Behavioral state and transition probability analyses

Behavioral states were classified using an AR-HMM. Videos of the states were created, and specific behaviors were characterized for the top 10 most commonly observed behaviors. Here, the probabilities of displaying each behavior are sorted by degree of mobility. The probability of each behavior is displayed separately for each group. For the transition probability analysis, the probability of using certain behaviors is displayed in the size of the nodes. The probability of transitioning between behaviors is represented by the thickness of the lines. Positions of the states are kept constant across all three panels. Initial positions are seeded using a spring algorithm, where the probability of transferring between behaviors determines the spacing of the nodes. Nodes naturally repel each other, and each connection acts like a spring pulling together nodes with strength proportional to transition probability. The behavioral usage and transition probabilities were subtracted from each other so that the remaining images represent the differences in probabilities between groups.

Transsynaptic tracing

To visualize Pf-defined cells in the STN, we used a transsynaptic tracing strategy (24). This technique allows for the visualization of projections from the postsynaptic neurons. In other words, a virus containing Cre recombinase can travel across the synapse and infect the postsynaptic neuron. The postsynaptic neuron can then be infected with a Cre-dependent anterograde virus to visualize the efferent projections of only those neurons receiving connections from the upstream target nuclei. To achieve this, we injected an AAV into the Pf that displays anterograde transsynaptic spread properties (AAV1.hSyn.tdTomato.Cre). This transsynaptic spread induces Cre-dependent transgene expression in the STN after injecting AAV5-DIO-eYFP. Tissue was harvested and sectioned according to the histological protocol in the next section.

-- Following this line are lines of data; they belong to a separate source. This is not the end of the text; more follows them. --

//! End-to-end tests for the `hexgen` binary.

use std::{fs, path::Path};

use assert_cmd::Command;
use predicates::prelude::*;
use tempfile::TempDir;

/// A `hexgen` invocation isolated from the user's config and environment.
#[allow(deprecated)]
fn hexgen(dir: &Path) -> Command {
    let mut cmd = Command::cargo_bin("hexgen").unwrap();
    cmd.current_dir(dir)
        .env("HOME", dir)
        .env("XDG_CONFIG_HOME", dir.join(".config"))
        .env("NO_COLOR", "1")
        .env_remove("RUST_LOG");
    cmd
}

fn project() -> TempDir {
    TempDir::new().unwrap()
}

fn read(dir: &Path, rel: &str) -> String {
    fs::read_to_string(dir.join(rel)).unwrap_or_else(|e| panic!("{rel}: {e}"))
}

#[test]
fn help_lists_generators() {
    let dir = project();
    hexgen(dir.path())
        .arg("--help")
        .assert()
        .success()
        .stdout(predicate::str::contains("entity"))
        .stdout(predicate::str::contains("command"))
        .stdout(predicate::str::contains("query"))
        .stdout(predicate::str::contains("controller"))
        .stdout(predicate::str::contains("doctor"));
}

#[test]
fn no_color_env_accepts_any_non_empty_value() {
    let dir = project();
    for value in ["1", "yes", "true"] {
        hexgen(dir.path())
            .env("NO_COLOR", value)
            .args(["props", "a:int"])
            .assert()
            .success()
            .stdout(predicate::str::contains("1 property"));
    }

    // Falsey values leave colour on.
    hexgen(dir.path())
        .env("NO_COLOR", "false")
        .args(["props", "a:int"])
        .assert()
        .success();
}

#[test]
fn version_flag() {
    let dir = project();
    hexgen(dir.path())
        .arg("--version")
        .assert()
        .success()
        .stdout(predicate::str::contains(env!("CARGO_PKG_VERSION")));
}

#[test]
fn props_lists_parsed_properties() {
    let dir = project();
    hexgen(dir.path())
        .args(["props", "title:string(3,80):unique, price:decimal(0,99999.99):nullable"])
        .assert()
        .success()
        .stdout(predicate::str::contains("2 properties"))
        .stdout(predicate::str::contains("title"))
        .stdout(predicate::str::contains("unique"))
        .stdout(predicate::str::contains("nullable"));
}

#[test]
fn props_json_output() {
    let dir = project();
    let out = hexgen(dir.path())
        .args(["--output-format", "json", "props", "email:string:unique"])
        .assert()
        .success()
        .get_output()
        .stdout
        .clone();

    let value: serde_json::Value = serde_json::from_slice(&out).unwrap();
    assert_eq!(value[0]["name"], "email");
    assert_eq!(value[0]["flags"]["unique"], true);
}

#[test]
fn classify_json_reports_intent_and_entities() {
    let dir = project();
    let out = hexgen(dir.path())
        .args(["--output-format", "json", "classify", "CreateInvoice"])
        .assert()
        .success()
        .get_output()
        .stdout
        .clone();

    let value: serde_json::Value = serde_json::from_slice(&out).unwrap();
    assert_eq!(value["name"], "CreateInvoice");
    assert_eq!(value["intent"], "create");
    assert_eq!(value["inferred_entities"][0], "Invoice");
}

#[test]
fn entity_generation_writes_sources() {
    let dir = project();
    hexgen(dir.path())
        .args(["-C"])
        .arg(dir.path())
        .args(["entity", "Billing", "Invoice", "-p", "number:string(1,32):unique"])
        .assert()
        .success()
        .stdout(predicate::str::contains("created"));

    let entity = read(dir.path(), "src/Billing/Domain/Entity/Invoice.php");
    assert!(entity.contains("namespace App\\Billing\\Domain\\Entity;"));
    assert!(entity.contains("$number"));

    let repo = read(dir.path(), "src/Billing/Domain/Repository/InvoiceRepositoryInterface.php");
    assert!(repo.contains("findOneByNumber"));

    assert!(dir.path().join("src/Billing/Infrastructure/Persistence/InvoiceRepository.php").exists());
    // Registration is opt-in.
    assert!(!dir.path().join("config/services.yaml").exists());
}

#[test]
fn register_flag_writes_registries() {
    let dir = project();
    hexgen(dir.path())
        .args(["entity", "Billing", "Invoice", "--register"])
        .assert()
        .success();

    let services = read(dir.path(), "config/services.yaml");
    assert!(services.contains("InvoiceRepositoryInterface"));
    let doctrine = read(dir.path(), "config/packages/doctrine.yaml");
    assert!(doctrine.contains("Billing"));
}

#[test]
fn registering_twice_leaves_registries_unchanged() {
    let dir = project();
    hexgen(dir.path())
        .args(["entity", "Billing", "Invoice", "--register"])
        .assert()
        .success();
    let first = read(dir.path(), "config/services.yaml");

    hexgen(dir.path())
        .args(["entity", "Billing", "Invoice", "--register", "--force"])
        .assert()
        .success()
        .stdout(predicate::str::contains("already registered"));

    assert_eq!(read(dir.path(), "config/services.yaml"), first);
}

#[test]
fn dry_run_writes_nothing() {
    let dir = project();
    hexgen(dir.path())
        .args(["command", "Billing", "CreateInvoice", "--register", "--dry-run"])
        .assert()
        .success()
        .stdout(predicate::str::contains("would write"));

    assert!(!dir.path().join("src").exists());
    assert!(!dir.path().join("config").exists());
}

#[test]
fn query_handler_injects_explicit_entity_repository() {
    let dir = project();
    hexgen(dir.path())
        .args(["query", "Billing", "GetInvoice", "-e", "Invoice"])
        .assert()
        .success();

    let handler = read(dir.path(), "src/Billing/Application/Query/GetInvoice/GetInvoiceHandler.php");
    assert!(handler.contains("InvoiceRepositoryInterface"));
}

#[test]
fn doctor_fails_until_module_is_registered() {
    let dir = project();
    hexgen(dir.path())
        .args(["doctor", "Billing"])
        .assert()
        .code(3)
        .stdout(predicate::str::contains("[FAIL]"));

    for args in [
        ["entity", "Billing", "Invoice"],
        ["command", "Billing", "CreateInvoice"],
        ["query", "Billing", "GetInvoice"],
        ["controller", "Billing", "Invoice"],
    ] {
        hexgen(dir.path()).args(args).arg("--register").assert().success();
    }

    hexgen(dir.path())
        .args(["doctor", "Billing", "--entity", "Invoice"])
        .assert()
        .success()
        .stdout(predicate::str::contains("[FAIL]").not());
}

#[test]
fn init_writes_local_config() {
    let dir = project();
    hexgen(dir.path()).arg("init").assert().success();

    let text = read(dir.path(), "hexgen.toml");
    assert!(text.contains("[registries]"));
    assert!(text.contains("config/services.yaml"));

    // The written file is picked up by later invocations.
    hexgen(dir.path())
        .args(["config", "get", "project.namespace"])
        .assert()
        .success()
        .stdout("App\n");
}

#[test]
fn config_file_changes_layout() {
    let dir = project();
    fs::write(
        dir.path().join("hexgen.toml"),
        "[project]\nnamespace = \"Acme\"\nsource_dir = \"lib\"\n",
    )
    .unwrap();

    hexgen(dir.path())
        .args(["entity", "Shop", "Product"])
        .assert()
        .success();

    let entity = read(dir.path(), "lib/Shop/Domain/Entity/Product.php");
    assert!(entity.contains("namespace Acme\\Shop\\Domain\\Entity;"));
}

#[test]
fn environment_overrides_config() {
    let dir = project();
    hexgen(dir.path())
        .env("HEXGEN_GENERATION__COMMAND_BUS", "messenger.bus.commands")
        .args(["config", "get", "generation.command_bus"])
        .assert()
        .success()
        .stdout("messenger.bus.commands\n");
}

#[test]
fn completions_for_bash() {
    let dir = project();
    hexgen(dir.path())
        .args(["completions", "bash"])
        .assert()
        .success()
        .stdout(predicate::str::contains("hexgen"));
}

Colocalization analysis with retrograde tracing

We used Fiji (https://imagej.net/Fiji/Download) to quantify the number of cells expressing both AAV-DIO-Retro2-GFP (DMS projections) and AAV-DIO-Retro2-TdTomato (STN projections) from a single coronal brain slice using 8-bit confocal images. First, we set the threshold to identify the neuronal cell bodies; then, we used the “fill holes” function to remove possible empty space within the selected cells. After converting the image to mask, we used the “watershed” function to split cells that were too close to each other. Once these image processing steps were completed, we ran the “Analyze Particle” plug-in in Fiji to count the cells in each image. The masks obtained from the Analyze Particle function were then used to calculate the number of colocalizing cells using the “Colocalization Threshold” plug-in in Fiji.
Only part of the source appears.